What you are asked to do
Line count for the string "take": state how many lines in the records below hold it, giving only the number.

Records supplied
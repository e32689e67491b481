//! Dedicated sessions: one pinned wire for transactional work
//!
//! The first command carrying a concrete slot pins the session; from
//! then on every command must target that slot (or carry no slot at
//! all), because the wire belongs to the node owning it. Violating the
//! pin is a programmer error and panics.

use std::sync::Arc;

use super::client::Shared;
use crate::client::connection::{Conn, Wire};
use crate::command::{Command, ANY_SLOT};
use crate::utils::{RespValue, Result};

pub struct DedicatedSession {
    shared: Arc<Shared>,
    conn: Option<Conn>,
    wire: Option<Box<dyn Wire>>,
    slot: u16,
}

impl DedicatedSession {
    pub(crate) fn new(shared: Arc<Shared>) -> Self {
        Self {
            shared,
            conn: None,
            wire: None,
            slot: ANY_SLOT,
        }
    }

    fn check(&mut self, slot: u16) {
        if slot == ANY_SLOT {
            return;
        }
        if self.slot == ANY_SLOT {
            self.slot = slot;
        } else if self.slot != slot {
            panic!("cross slot command in a dedicated session is prohibited");
        }
    }

    /// Borrow the wire lazily, once the session slot is known
    fn acquire(&mut self) -> Result<()> {
        if self.wire.is_some() {
            return Ok(());
        }
        if self.slot == ANY_SLOT {
            panic!("the first command in a dedicated session must carry a slot key");
        }
        let conn = self.shared.pick(self.slot)?;
        let wire = conn.acquire_wire()?;
        self.conn = Some(conn);
        self.wire = Some(wire);
        Ok(())
    }

    /// Execute a command on the session's wire
    pub fn execute(&mut self, cmd: Command) -> Result<RespValue> {
        self.check(cmd.slot());
        let result = match self.acquire() {
            Ok(()) => self.wire.as_mut().expect("acquired above").submit(&cmd),
            Err(e) => Err(e),
        };
        self.shared.cmd.reclaim(cmd);
        result
    }

    /// Execute a pipeline on the session's wire
    ///
    /// On acquisition or transport failure every element of the returned
    /// vector carries the error.
    pub fn execute_multi(&mut self, cmds: Vec<Command>) -> Vec<Result<RespValue>> {
        if cmds.is_empty() {
            return Vec::new();
        }
        for cmd in &cmds {
            self.check(cmd.slot());
        }
        let results = match self.acquire() {
            Ok(()) => {
                let refs: Vec<&Command> = cmds.iter().collect();
                match self.wire.as_mut().expect("acquired above").submit_multi(&refs) {
                    Ok(replies) => replies.into_iter().map(Ok).collect(),
                    Err(e) => cmds.iter().map(|_| Err(e.clone())).collect(),
                }
            }
            Err(e) => cmds.iter().map(|_| Err(e.clone())).collect(),
        };
        for cmd in cmds {
            self.shared.cmd.reclaim(cmd);
        }
        results
    }

    /// Return the wire to its owning connection. No-op when the wire was
    /// never acquired; never runs twice.
    pub(crate) fn release(&mut self) {
        if let (Some(conn), Some(wire)) = (self.conn.take(), self.wire.take()) {
            conn.return_wire(wire);
        }
    }
}

impl Drop for DedicatedSession {
    fn drop(&mut self) {
        // Covers early returns and panics inside the session scope.
        self.release();
    }
}
//! Default per-node connection built on the raw TCP transport
//!
//! One [`TcpNodeClient`] serves all slots owned by its node. Shared
//! submits run through a single mutex-guarded lane, which preserves
//! submission order per connection. Dedicated wires get a private socket
//! each, so session state never leaks into the shared lane. Cacheable
//! reads are served from a TTL-stamped reply cache.

use std::collections::HashMap;
use std::sync::atomic::{AtomicBool, Ordering};
use std::sync::{Arc, Mutex};
use std::time::{Duration, Instant};

use tracing::debug;

use super::connection::{Conn, ConnFactory, NodeConnection, Wire};
use super::raw_connection::RawConnection;
use crate::command::Command;
use crate::config::ConnectionOptions;
use crate::utils::{ClientError, RespValue, Result};

struct CacheEntry {
    expires_at: Instant,
    value: RespValue,
}

pub struct TcpNodeClient {
    addr: String,
    options: ConnectionOptions,
    /// Shared submit lane, dialled on first use
    lane: Mutex<Option<RawConnection>>,
    /// Server-assisted reply cache for cacheable reads
    cache: Mutex<HashMap<Vec<u8>, CacheEntry>>,
    closing: AtomicBool,
}

impl TcpNodeClient {
    pub fn new(addr: &str, options: ConnectionOptions) -> Self {
        Self {
            addr: addr.to_string(),
            options,
            lane: Mutex::new(None),
            cache: Mutex::new(HashMap::new()),
            closing: AtomicBool::new(false),
        }
    }

    fn connect(&self) -> Result<RawConnection> {
        RawConnection::connect(&self.addr, &self.options).map_err(|e| match e {
            ClientError::Transport(source) => ClientError::ConnectFailed {
                addr: self.addr.clone(),
                source,
            },
            other => other,
        })
    }

    /// Run `f` against the shared lane, dialling it if necessary.
    /// Any failure discards the lane so the next submit redials; after a
    /// protocol error the stream position is unknown anyway.
    fn with_lane<T>(&self, f: impl FnOnce(&mut RawConnection) -> Result<T>) -> Result<T> {
        if self.closing.load(Ordering::Acquire) {
            return Err(ClientError::ConnClosing);
        }
        let mut lane = self.lane.lock().unwrap();
        if lane.is_none() {
            *lane = Some(self.connect()?);
        }
        match f(lane.as_mut().unwrap()) {
            Ok(v) => Ok(v),
            Err(e) => {
                *lane = None;
                Err(e)
            }
        }
    }

    fn cache_key(cmd: &Command) -> Vec<u8> {
        let mut key = Vec::with_capacity(32);
        for arg in cmd.args() {
            key.extend_from_slice(arg);
            key.push(0);
        }
        key
    }
}

impl NodeConnection for TcpNodeClient {
    fn addr(&self) -> &str {
        &self.addr
    }

    fn dial(&self) -> Result<()> {
        self.with_lane(|_| Ok(()))
    }

    fn submit(&self, cmd: &Command) -> Result<RespValue> {
        self.with_lane(|lane| lane.submit(cmd.args()))
    }

    fn submit_multi(&self, cmds: &[&Command]) -> Result<Vec<RespValue>> {
        let batches: Vec<&[Vec<u8>]> = cmds.iter().map(|c| c.args()).collect();
        self.with_lane(|lane| lane.submit_pipeline(&batches))
    }

    fn submit_cached(&self, cmd: &Command, ttl: Duration) -> Result<RespValue> {
        let key = Self::cache_key(cmd);
        let now = Instant::now();
        {
            let mut cache = self.cache.lock().unwrap();
            match cache.get(&key) {
                Some(entry) if entry.expires_at > now => return Ok(entry.value.clone()),
                Some(_) => {
                    cache.remove(&key);
                }
                None => {}
            }
        }

        let value = self.submit(cmd)?;

        // Error replies (including redirections) must never be served
        // from the cache.
        if !value.is_error() {
            self.cache.lock().unwrap().insert(
                key,
                CacheEntry {
                    expires_at: now + ttl,
                    value: value.clone(),
                },
            );
        }
        Ok(value)
    }

    fn acquire_wire(&self) -> Result<Box<dyn Wire>> {
        if self.closing.load(Ordering::Acquire) {
            return Err(ClientError::ConnClosing);
        }
        Ok(Box::new(TcpWire {
            raw: self.connect()?,
        }))
    }

    fn return_wire(&self, wire: Box<dyn Wire>) {
        // Each wire owns a private socket; dropping the handle closes it.
        drop(wire);
    }

    fn close(&self) {
        if self.closing.swap(true, Ordering::AcqRel) {
            return;
        }
        debug!(addr = %self.addr, "closing node connection");
        self.lane.lock().unwrap().take();
        self.cache.lock().unwrap().clear();
    }
}

/// Exclusive wire backed by its own socket
struct TcpWire {
    raw: RawConnection,
}

impl Wire for TcpWire {
    fn submit(&mut self, cmd: &Command) -> Result<RespValue> {
        self.raw.submit(cmd.args())
    }

    fn submit_multi(&mut self, cmds: &[&Command]) -> Result<Vec<RespValue>> {
        let batches: Vec<&[Vec<u8>]> = cmds.iter().map(|c| c.args()).collect();
        self.raw.submit_pipeline(&batches)
    }
}

/// The default connection factory: lazily-dialled TCP node clients
pub fn tcp_factory() -> ConnFactory {
    Arc::new(|addr, options| Arc::new(TcpNodeClient::new(addr, options.clone())) as Conn)
}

Solution to this exercise
2